___ Provided records
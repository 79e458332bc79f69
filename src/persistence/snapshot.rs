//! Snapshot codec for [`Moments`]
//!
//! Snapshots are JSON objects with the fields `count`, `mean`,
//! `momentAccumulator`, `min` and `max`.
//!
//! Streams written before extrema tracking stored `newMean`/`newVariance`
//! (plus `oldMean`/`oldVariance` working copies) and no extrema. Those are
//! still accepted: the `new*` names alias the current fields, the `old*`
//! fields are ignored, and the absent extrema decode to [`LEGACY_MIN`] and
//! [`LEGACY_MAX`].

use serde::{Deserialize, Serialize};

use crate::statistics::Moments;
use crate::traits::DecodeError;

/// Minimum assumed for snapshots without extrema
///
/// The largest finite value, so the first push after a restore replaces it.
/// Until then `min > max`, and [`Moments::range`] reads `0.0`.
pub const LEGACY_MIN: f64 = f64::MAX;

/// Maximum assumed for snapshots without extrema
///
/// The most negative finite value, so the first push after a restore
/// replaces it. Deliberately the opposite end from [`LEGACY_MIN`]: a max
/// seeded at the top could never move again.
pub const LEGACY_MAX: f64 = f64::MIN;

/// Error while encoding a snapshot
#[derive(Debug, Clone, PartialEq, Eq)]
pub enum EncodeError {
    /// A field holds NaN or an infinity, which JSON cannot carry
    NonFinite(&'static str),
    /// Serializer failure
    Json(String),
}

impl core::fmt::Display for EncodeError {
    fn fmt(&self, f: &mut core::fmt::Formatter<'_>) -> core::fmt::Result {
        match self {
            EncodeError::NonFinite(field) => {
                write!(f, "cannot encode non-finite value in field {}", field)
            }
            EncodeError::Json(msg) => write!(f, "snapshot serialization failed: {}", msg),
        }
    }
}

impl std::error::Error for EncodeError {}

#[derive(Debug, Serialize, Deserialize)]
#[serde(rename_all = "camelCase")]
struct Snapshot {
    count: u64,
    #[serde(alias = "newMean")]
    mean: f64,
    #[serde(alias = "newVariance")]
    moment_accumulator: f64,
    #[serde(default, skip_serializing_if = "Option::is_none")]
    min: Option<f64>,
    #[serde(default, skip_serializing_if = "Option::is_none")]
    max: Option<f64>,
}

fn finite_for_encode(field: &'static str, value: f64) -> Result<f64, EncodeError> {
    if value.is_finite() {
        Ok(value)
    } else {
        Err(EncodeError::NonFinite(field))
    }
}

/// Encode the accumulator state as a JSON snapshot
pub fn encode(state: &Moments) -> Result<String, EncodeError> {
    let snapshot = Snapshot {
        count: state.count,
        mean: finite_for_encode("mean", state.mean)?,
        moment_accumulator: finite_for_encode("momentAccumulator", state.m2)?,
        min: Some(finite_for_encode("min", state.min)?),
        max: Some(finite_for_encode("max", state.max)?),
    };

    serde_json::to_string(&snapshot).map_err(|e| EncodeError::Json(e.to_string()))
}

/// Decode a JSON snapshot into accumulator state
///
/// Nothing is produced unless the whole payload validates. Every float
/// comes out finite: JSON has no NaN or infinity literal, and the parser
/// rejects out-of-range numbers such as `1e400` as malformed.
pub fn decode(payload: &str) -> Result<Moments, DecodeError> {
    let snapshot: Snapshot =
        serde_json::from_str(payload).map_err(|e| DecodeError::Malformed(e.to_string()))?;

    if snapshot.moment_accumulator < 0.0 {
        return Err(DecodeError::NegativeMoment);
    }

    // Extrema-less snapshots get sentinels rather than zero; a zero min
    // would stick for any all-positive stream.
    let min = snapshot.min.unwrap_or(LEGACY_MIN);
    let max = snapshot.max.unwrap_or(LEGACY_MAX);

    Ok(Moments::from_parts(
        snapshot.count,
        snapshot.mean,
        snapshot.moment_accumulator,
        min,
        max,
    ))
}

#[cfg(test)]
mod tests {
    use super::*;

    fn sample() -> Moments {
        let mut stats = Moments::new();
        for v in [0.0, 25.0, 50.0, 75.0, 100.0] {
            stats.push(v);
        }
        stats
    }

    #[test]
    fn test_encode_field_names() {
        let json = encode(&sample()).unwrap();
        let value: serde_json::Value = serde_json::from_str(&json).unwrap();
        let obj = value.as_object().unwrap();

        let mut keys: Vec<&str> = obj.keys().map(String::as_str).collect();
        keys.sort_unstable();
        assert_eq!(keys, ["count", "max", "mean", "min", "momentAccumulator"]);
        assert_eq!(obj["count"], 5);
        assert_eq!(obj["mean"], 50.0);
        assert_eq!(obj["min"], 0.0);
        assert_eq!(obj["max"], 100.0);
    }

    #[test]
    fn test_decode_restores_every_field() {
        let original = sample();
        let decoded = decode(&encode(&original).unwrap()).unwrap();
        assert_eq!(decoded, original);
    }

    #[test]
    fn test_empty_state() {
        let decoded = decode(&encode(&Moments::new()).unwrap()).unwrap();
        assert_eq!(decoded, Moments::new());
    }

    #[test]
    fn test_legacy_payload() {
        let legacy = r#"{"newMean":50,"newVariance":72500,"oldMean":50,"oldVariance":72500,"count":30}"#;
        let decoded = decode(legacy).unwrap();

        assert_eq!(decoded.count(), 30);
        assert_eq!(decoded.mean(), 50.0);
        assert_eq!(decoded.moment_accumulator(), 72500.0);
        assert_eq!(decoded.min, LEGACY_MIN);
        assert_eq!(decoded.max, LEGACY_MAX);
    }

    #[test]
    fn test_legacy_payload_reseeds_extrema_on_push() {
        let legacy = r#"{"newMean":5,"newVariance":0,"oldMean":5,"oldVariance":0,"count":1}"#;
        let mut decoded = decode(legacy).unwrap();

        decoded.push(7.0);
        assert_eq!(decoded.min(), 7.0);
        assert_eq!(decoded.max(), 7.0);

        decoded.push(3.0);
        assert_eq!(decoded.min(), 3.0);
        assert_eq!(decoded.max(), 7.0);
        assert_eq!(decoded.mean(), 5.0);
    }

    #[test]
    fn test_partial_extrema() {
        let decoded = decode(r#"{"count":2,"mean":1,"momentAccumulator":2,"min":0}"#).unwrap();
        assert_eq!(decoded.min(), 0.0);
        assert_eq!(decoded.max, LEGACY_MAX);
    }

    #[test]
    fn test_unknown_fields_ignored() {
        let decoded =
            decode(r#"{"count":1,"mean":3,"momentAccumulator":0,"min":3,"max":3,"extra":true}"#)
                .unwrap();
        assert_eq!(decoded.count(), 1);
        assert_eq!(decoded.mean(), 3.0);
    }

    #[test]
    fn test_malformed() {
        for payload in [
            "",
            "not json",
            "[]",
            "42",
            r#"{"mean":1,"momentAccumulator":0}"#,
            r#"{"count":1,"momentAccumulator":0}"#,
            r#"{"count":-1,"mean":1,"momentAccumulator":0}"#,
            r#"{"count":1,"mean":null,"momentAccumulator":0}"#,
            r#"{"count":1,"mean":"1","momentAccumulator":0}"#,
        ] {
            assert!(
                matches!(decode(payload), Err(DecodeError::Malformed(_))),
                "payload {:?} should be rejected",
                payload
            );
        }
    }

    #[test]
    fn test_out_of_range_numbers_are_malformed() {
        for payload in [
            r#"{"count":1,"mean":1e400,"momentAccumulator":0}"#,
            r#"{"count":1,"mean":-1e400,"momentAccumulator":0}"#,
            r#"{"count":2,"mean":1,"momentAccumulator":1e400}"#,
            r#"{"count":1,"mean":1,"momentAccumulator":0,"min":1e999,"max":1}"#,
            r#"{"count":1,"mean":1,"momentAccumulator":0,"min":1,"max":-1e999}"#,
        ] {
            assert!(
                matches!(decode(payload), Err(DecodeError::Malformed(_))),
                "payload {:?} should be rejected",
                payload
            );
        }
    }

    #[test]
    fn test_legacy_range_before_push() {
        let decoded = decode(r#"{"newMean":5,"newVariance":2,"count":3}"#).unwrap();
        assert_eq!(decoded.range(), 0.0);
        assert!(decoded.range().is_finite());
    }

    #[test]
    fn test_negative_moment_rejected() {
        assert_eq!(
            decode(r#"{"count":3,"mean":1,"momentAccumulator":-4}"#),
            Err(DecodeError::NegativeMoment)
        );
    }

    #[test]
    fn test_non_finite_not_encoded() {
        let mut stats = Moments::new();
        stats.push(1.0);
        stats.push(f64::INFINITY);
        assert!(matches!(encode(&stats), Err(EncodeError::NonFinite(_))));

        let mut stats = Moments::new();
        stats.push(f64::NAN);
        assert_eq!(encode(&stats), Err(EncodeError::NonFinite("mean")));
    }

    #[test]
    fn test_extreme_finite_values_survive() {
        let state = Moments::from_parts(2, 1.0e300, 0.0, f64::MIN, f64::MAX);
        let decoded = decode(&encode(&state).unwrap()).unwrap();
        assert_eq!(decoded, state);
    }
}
______
## Work required
Return only the lines of the records in which the string "alias" appears.

## Response to this exercise
//! still accepted: the `new*` names alias the current fields, the `old*`
    #[serde(alias = "newMean")]
    #[serde(alias = "newVariance")]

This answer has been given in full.